Table showing the results of AVLMaps' multimodal ambiguous goal navigation. AVLMaps achieved 46.2% success rate for sound goals and 55.5% success rate for object goals.
Results, in %, of AVLMaps’ multimodal ambiguous goal navigation experiment. – Source

What’s Next for Robotic Navigation?

While models like VLMaps and AVLMaps show potential, there is still a long way to go. To mimic the navigational capabilities of humans and be useful in more real-life situations, we need systems with even higher success rates in carrying out complex, multi-goal navigational tasks.

Furthermore, these experiments used basic, drone-like robotics.
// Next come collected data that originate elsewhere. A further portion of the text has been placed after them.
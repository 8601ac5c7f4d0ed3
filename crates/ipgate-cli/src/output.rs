//! Table and JSON output formatting for CLI commands.

use serde::Serialize;
use tabled::{Table, Tabled};

/// Output format selection
#[derive(Debug, Clone, Copy, Default, PartialEq, Eq, clap::ValueEnum)]
pub enum OutputFormat {
    /// Human-readable table
    #[default]
    Table,
    /// JSON output
    Json,
}

/// Print a list of items in the selected format
pub fn print_list<T: Serialize + Tabled>(items: &[T], format: OutputFormat) {
    match format {
        OutputFormat::Table => {
            if items.is_empty() {
                println!("No results found.");
            } else {
                println!("{}", Table::new(items));
            }
        }
        OutputFormat::Json => print_json(items),
    }
}

/// Print any serializable value as pretty JSON
pub fn print_json<T: Serialize + ?Sized>(value: &T) {
    let json = serde_json::to_string_pretty(value).unwrap_or_else(|_| "null".to_string());
    println!("{}", json);
}

/// Print a success message
pub fn print_success(msg: &str) {
    println!("✓ {}", msg);
}

/// Print a warning message
pub fn print_warning(msg: &str) {
    eprintln!("⚠ {}", msg);
}

/// Print a key-value pair
pub fn print_kv(key: &str, value: &str) {
    println!("  {:<24} {}", format!("{}:", key), value);
}

/// Render a yes/no flag
pub fn yes_no(value: bool) -> &'static str {
    if value { "yes" } else { "no" }
}
//! IpGate CLI entry point.

use clap::Parser;
use tracing_subscriber::EnvFilter;

mod commands;
mod output;

use commands::Cli;

#[tokio::main]
async fn main() {
    tracing_subscriber::fmt()
        .with_env_filter(
            EnvFilter::try_from_default_env().unwrap_or_else(|_| EnvFilter::new("warn")),
        )
        .with_writer(std::io::stderr)
        .init();

    let cli = Cli::parse();

    if let Err(e) = cli.execute().await {
        eprintln!("Error: {}", e.message);
        std::process::exit(1);
    }
}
We have yet to see how these advanced navigational models can be combined with more human-like systems.

Another active area of research is Event-based SLAM. Instead of relying purely on sensory information, these systems can use events to disambiguate goals or open up new navigational opportunities. Instead of using single frames, these systems capture changes in lighting and other characteristics to identify environmental events.

As these methods evolve, we can expect increased adoption in fields like autonomous vehicles, nanorobotics, agriculture, and even robotic surgery.